Average Density of the Earth Calculator

Calculator

Sample label

Mass

Mass unit

Size input mode

Radius or diameter value

Length unit

Direct volume value

Volume unit

Density output unit

Reference density kg/m³

Uncertainty percent

Decimal places

Example Data Table

Case	Mass	Radius or volume	Expected density	Study note
Earth rounded radius	5.9722 × 10²⁴ kg	6371 km radius	About 5.51 g/cm³	Good classroom baseline.
Earth direct volume	5.9722 × 10²⁴ kg	1.08321 × 10²¹ m³	About 5.51 g/cm³	Checks the volume method.
Earth diameter method	1 Earth mass	12,742 km diameter	About 5.51 g/cm³	Uses diameter divided by two.

Formula Used

Average density: ρ = m ÷ V

Sphere volume: V = 4 ÷ 3 × π × r³

Diameter to radius: r = d ÷ 2

Percent difference: ((calculated density − reference density) ÷ reference density) × 100

Unit relation: 1 g/cm³ = 1000 kg/m³.

How to Use This Calculator

Enter the mass of Earth or another spherical body.
Choose the correct mass unit.
Select radius, diameter, or direct volume mode.
Enter the matching size value and unit.
Choose the density unit for the final answer.
Add a reference density if you want comparison.
Enter uncertainty percent when needed.
Press the calculate button and review the result.
Use CSV or PDF export for records.

Average Density of Earth

Why Average Density Matters

Average density links Earth science with chemistry. It compares total mass with total volume. The value helps students see how heavy elements affect a planet. Earth is not uniform. The crust is light. The mantle is denser. The metallic core is much denser. A single average value blends all layers into one useful number.

What The Calculator Does

This calculator accepts mass, radius, diameter, or direct volume. It converts each input into base units. Mass becomes kilograms. Length becomes meters. Volume becomes cubic meters. Then it divides mass by volume. The result can appear as kg per cubic meter, grams per cubic centimeter, kilograms per liter, or grams per milliliter.

Chemistry Connection

Density is a chemical property of matter. It depends on composition and packing. Rocks rich in silicates have moderate density. Iron and nickel have higher density. Earth’s average density is far higher than surface rocks. That difference supports the idea of a dense internal core. It also shows why density is useful in planetary chemistry.

Useful Controls

You can choose a rounded precision. You can enter a reference density. The tool compares your result with that reference. It also builds a simple uncertainty range. This is useful when class data uses rounded mass or radius values. Small radius changes can move the answer noticeably, because volume uses radius cubed.

Reading The Result

A correct Earth value is near 5.51 grams per cubic centimeter. In SI units, that is about 5,510 kilograms per cubic meter. Your answer may vary slightly. Different textbooks round Earth mass and radius differently. The percent difference tells how close your data is to the reference.

Good Study Practice

Use the example table before entering custom values. Start with mass and radius. Then try mass and diameter. Both methods should match. Next, enter direct volume to check a separate problem. Always keep units consistent. The calculator handles conversions, but your chosen mode must match your data.

Why It Helps Labs

Laboratory work often compares unknown samples with known densities. This planetary example uses the same idea at a larger scale. It trains unit conversion, significant figures, and error checking. It also makes abstract planetary numbers easier to understand clearly.

FAQs

What is average density?

Average density is total mass divided by total volume. For Earth, it treats the whole planet as one combined object.
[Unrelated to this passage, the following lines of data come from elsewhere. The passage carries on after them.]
//! Immutable byte container shared across nested views.

use std::fmt;
use std::ops::Deref;
use std::sync::Arc;

/// Cheap-to-clone view into shared immutable bytes.
///
/// Sub-containers reference the same allocation; decoded archive payloads get
/// their own.
#[derive(Clone)]
pub struct Binary {
    buffer: Arc<[u8]>,
    offset: usize,
    size: usize,
}

impl Binary {
    /// Take ownership of `data`.
    pub fn new(data: Vec<u8>) -> Self {
        let size = data.len();
        Self {
            buffer: Arc::from(data),
            offset: 0,
            size,
        }
    }

    /// Bytes of this view.
    pub fn start(&self) -> &[u8] {
        &self.buffer[self.offset..self.offset + self.size]
    }

    /// Length of this view.
    pub fn size(&self) -> usize {
        self.size
    }

    /// Whether the view has no bytes.
    pub fn is_empty(&self) -> bool {
        self.size == 0
    }

    /// View of `[offset, offset + size)`, truncated to the available bytes.
    ///
    /// Returns `None` when `offset` is past the end or `size` is zero.
    pub fn sub_container(&self, offset: usize, size: usize) -> Option<Binary> {
        if offset >= self.size || size == 0 {
            return None;
        }
        let size = size.min(self.size - offset);
        Some(Self {
            buffer: Arc::clone(&self.buffer),
            offset: self.offset + offset,
            size,
        })
    }

    /// View from `offset` to the end.
    pub fn tail(&self, offset: usize) -> Option<Binary> {
        self.sub_container(offset, self.size.saturating_sub(offset))
    }
}

impl Deref for Binary {
    type Target = [u8];

    fn deref(&self) -> &[u8] {
        self.start()
    }
}

impl AsRef<[u8]> for Binary {
    fn as_ref(&self) -> &[u8] {
        self.start()
    }
}

impl From<Vec<u8>> for Binary {
    fn from(data: Vec<u8>) -> Self {
        Self::new(data)
    }
}

impl From<&[u8]> for Binary {
    fn from(data: &[u8]) -> Self {
        Self::new(data.to_vec())
    }
}

impl fmt::Debug for Binary {
    fn fmt(&self, f: &mut fmt::Formatter<'_>) -> fmt::Result {
        f.debug_struct("Binary")
            .field("offset", &self.offset)
            .field("size", &self.size)
            .finish()
    }
}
Why is Earth’s average density high?

Earth contains dense internal materials. Its iron rich core raises the average density above common surface rock density.

Can I use diameter instead of radius?

Yes. Choose diameter mode. The calculator divides the diameter by two before finding spherical volume.

What is a good reference value?

A common classroom reference is about 5514 kg/m³. Some sources use slightly different rounded values.

Why does radius affect the result strongly?

Sphere volume uses radius cubed. A small radius change can create a larger volume change.

Can this calculator use direct volume?

Yes. Choose direct volume mode when your problem already gives volume in cubic units or liters.

Which density unit should I choose?

Use kg/m³ for SI work. Use g/cm³ for chemistry comparisons with rocks, minerals, and liquids.

Does uncertainty change the formula?

No. It gives a simple plus or minus range around the calculated density. It helps show possible input error.